Premesso che nessuno crede a complotti, connivenze, o atti di corruttela insiti alla magistratura o ai RIS, resta il fatto che, quando le indagini preliminari vengono svolte in assenza dell’indagato (perchè ancora sconosciuto), possono, in effetti (e senza malafede), essere sorrette anche da possibili errori metodologici i quali possono anche diventare “sistematici” se il metodo di ripetizione delle indagini, ovvero di verificazione delle stesse, resta il medesimo. A livello scientifico, si chiamano “possibili bias sistematici”. E’ una ipotesi, e come tale merita rispetto se vogliamo garantire all’indagato il pieno diritto alla difesa. Non è detto sia il caso di Bossetti, ma i legali di Bossetti ritengono che egli avesse avuto, in dibattimento, unico luogo di formazione delle prove a suo carico, il diritto di verificare se le indagini precedenti, condotte in assenza sua e dei suoi consulenti, risultassero indenni da vizi.

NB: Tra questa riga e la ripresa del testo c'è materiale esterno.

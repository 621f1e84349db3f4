//! Conversation stages of the sales script.
//!
//! Stages are ordered by a fixed priority number. Normal progression only
//! ever moves to a strictly higher number; `Handoff` is the one exception
//! and may be forced from any stage.

use serde::{Deserialize, Serialize};

use crate::domain::foundation::StateMachine;

/// Discrete point in the scripted sales conversation.
#[derive(Debug, Clone, Copy, PartialEq, Eq, Hash, Serialize, Deserialize, Default)]
#[serde(rename_all = "snake_case")]
pub enum Stage {
    /// Greeting; nothing known about the request yet.
    #[default]
    Initial,

    /// The customer told us which item to clean.
    ItemIdentified,

    /// The customer's city is known.
    LocationCaptured,

    /// A quote has been shown and awaits an answer.
    QuotePresented,

    /// Collecting registration data from the customer.
    CustomerIdentified,

    /// Quote accepted; remaining mandatory data is being collected.
    QuoteConfirmed,

    /// The automated flow is over and a human operator takes the conversation.
    Handoff,
}

impl Stage {
    /// Every stage in progression order.
    pub const ALL: [Stage; 7] = [
        Stage::Initial,
        Stage::ItemIdentified,
        Stage::LocationCaptured,
        Stage::QuotePresented,
        Stage::CustomerIdentified,
        Stage::QuoteConfirmed,
        Stage::Handoff,
    ];

    /// Fixed priority number used for monotonic progression.
    pub fn priority(&self) -> u8 {
        match self {
            Self::Initial => 1,
            Self::ItemIdentified => 2,
            Self::LocationCaptured => 3,
            Self::QuotePresented => 4,
            Self::CustomerIdentified => 5,
            Self::QuoteConfirmed => 6,
            Self::Handoff => 7,
        }
    }

    /// Snake-case name, identical to the serialized form.
    pub fn as_str(&self) -> &'static str {
        match self {
            Self::Initial => "initial",
            Self::ItemIdentified => "item_identified",
            Self::LocationCaptured => "location_captured",
            Self::QuotePresented => "quote_presented",
            Self::CustomerIdentified => "customer_identified",
            Self::QuoteConfirmed => "quote_confirmed",
            Self::Handoff => "handoff",
        }
    }

    /// Maps a free-text stage hint to a stage.
    ///
    /// Matching ignores case, surrounding whitespace, and treats `-` and
    /// spaces like `_`. Unknown or empty hints map to `Initial`, which never
    /// wins the monotonic comparison and therefore means "no progression".
    pub fn from_hint(hint: &str) -> Self {
        let normalized: String = hint
            .trim()
            .to_lowercase()
            .chars()
            .map(|c| if c == '-' || c == ' ' { '_' } else { c })
            .collect();

        Self::ALL
            .iter()
            .copied()
            .find(|stage| stage.as_str() == normalized)
            .unwrap_or(Self::Initial)
    }

    /// Returns `candidate` if it ranks strictly above `self`, else `self`.
    pub fn advance(self, candidate: Stage) -> Stage {
        if candidate.priority() > self.priority() {
            candidate
        } else {
            self
        }
    }

    /// Returns true once the conversation belongs to a human operator.
    pub fn is_handoff(&self) -> bool {
        matches!(self, Self::Handoff)
    }

    /// Guidance handed to the language model while in this stage.
    pub fn directive(&self) -> &'static str {
        match self {
            Self::Initial => "Greet the customer and ask which item they want cleaned.",
            Self::ItemIdentified => {
                "Ask for a photo or the size of the item, then ask for the customer's city."
            }
            Self::LocationCaptured => {
                "Explain the bactericidal cleaning service and present the promotional quote."
            }
            Self::QuotePresented => "Answer doubts about the quote and ask whether to schedule.",
            Self::CustomerIdentified => {
                "Collect the remaining registration data; ask only for what is missing."
            }
            Self::QuoteConfirmed => {
                "The quote was accepted. Collect every missing mandatory field before closing."
            }
            Self::Handoff => "Do not continue the script; a human operator takes over.",
        }
    }

    /// Canned next message of the sales script for this stage.
    pub fn scripted_prompt(&self) -> &'static str {
        match self {
            Self::Initial => "Olá! Qual item deseja higienizar?",
            Self::ItemIdentified => {
                "Você tem uma foto do seu item pra mandar por gentileza? \
                 Se não tiver, me informe o tamanho. Em qual cidade você está?"
            }
            Self::LocationCaptured => {
                "Vou lhe mandar como funciona a nossa higienização! E logo em baixo o orçamento."
            }
            Self::QuotePresented => "Podemos seguir com o agendamento pelo valor promocional?",
            Self::CustomerIdentified | Self::QuoteConfirmed => {
                "Para cadastro e agendamento preciso dos seguintes dados: \
                 Rua e número (apto e andar se houver), Bairro, Nome completo, CPF e E-mail. \
                 Se possível envie a localização ou um ponto de referência."
            }
            Self::Handoff => {
                "Obrigada! Vou transferir você para nossa equipe finalizar o agendamento."
            }
        }
    }
}

impl std::fmt::Display for Stage {
    fn fmt(&self, f: &mut std::fmt::Formatter<'_>) -> std::fmt::Result {
        f.write_str(self.as_str())
    }
}

impl StateMachine for Stage {
    fn can_transition_to(&self, target: &Self) -> bool {
        if self.is_handoff() {
            return false;
        }
        target.is_handoff() || target.priority() > self.priority()
    }

    fn valid_transitions(&self) -> Vec<Self> {
        Self::ALL
            .iter()
            .copied()
            .filter(|target| self.can_transition_to(target))
            .collect()
    }
}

Era un suo diritto costituzionale.
Ecco che, estraneandoci dal caso Bossetti, per allargare la riflessione sul modello processuale, al di là della responsabilità (che solo il collegio giudicante ha il compito di valutare), non si può non essere d’accordo sulla necessità che venga data al condannato, la possibilità di effettuare un contraddittorio sul DNA. Specie se, dato non irrilevante, stiamo parlando di una persona che sta scontando una condanna in via definitiva all’ergastolo.
Condivisibile appare la linea degli avvocati di Bossetti quando ritengono che tale diritto debba essere garantito ad ogni cittadino che diventi imputato, ben prima di una sua condanna in via definitiva, così che la condanna in via definitiva venga emessa nel rispetto del pieno diritto alla difesa.
Torniamo sempre al punto dolente di questa intricata vicenda: se le prove si formano in dibattimento nel contraddittorio tra le parti, tutte eguali avanti il giudice terzo, perchè l’imputato deve obbligatoriamente credere che le indagini precedentemente condotte dal PM siano esenti da vizi? Perchè non deve avere il diritto di verificare quei risultati che gli vengono posti dinanzi?
Ecco, in sintesi, i motivi per cui questo caso potrà aiutare tutti gli operatori del diritto a riflettere sulle misure da adottare per arrivare a garantire in maniera efficace il diritto pieno alla difesa, così e come prevede il modello accusatorio. Al di là di come si ritenga la singola posizione di Bossetti, ad oggi condannato in via definitiva all’ergastolo per l’omicidio di Yara Gambirasio.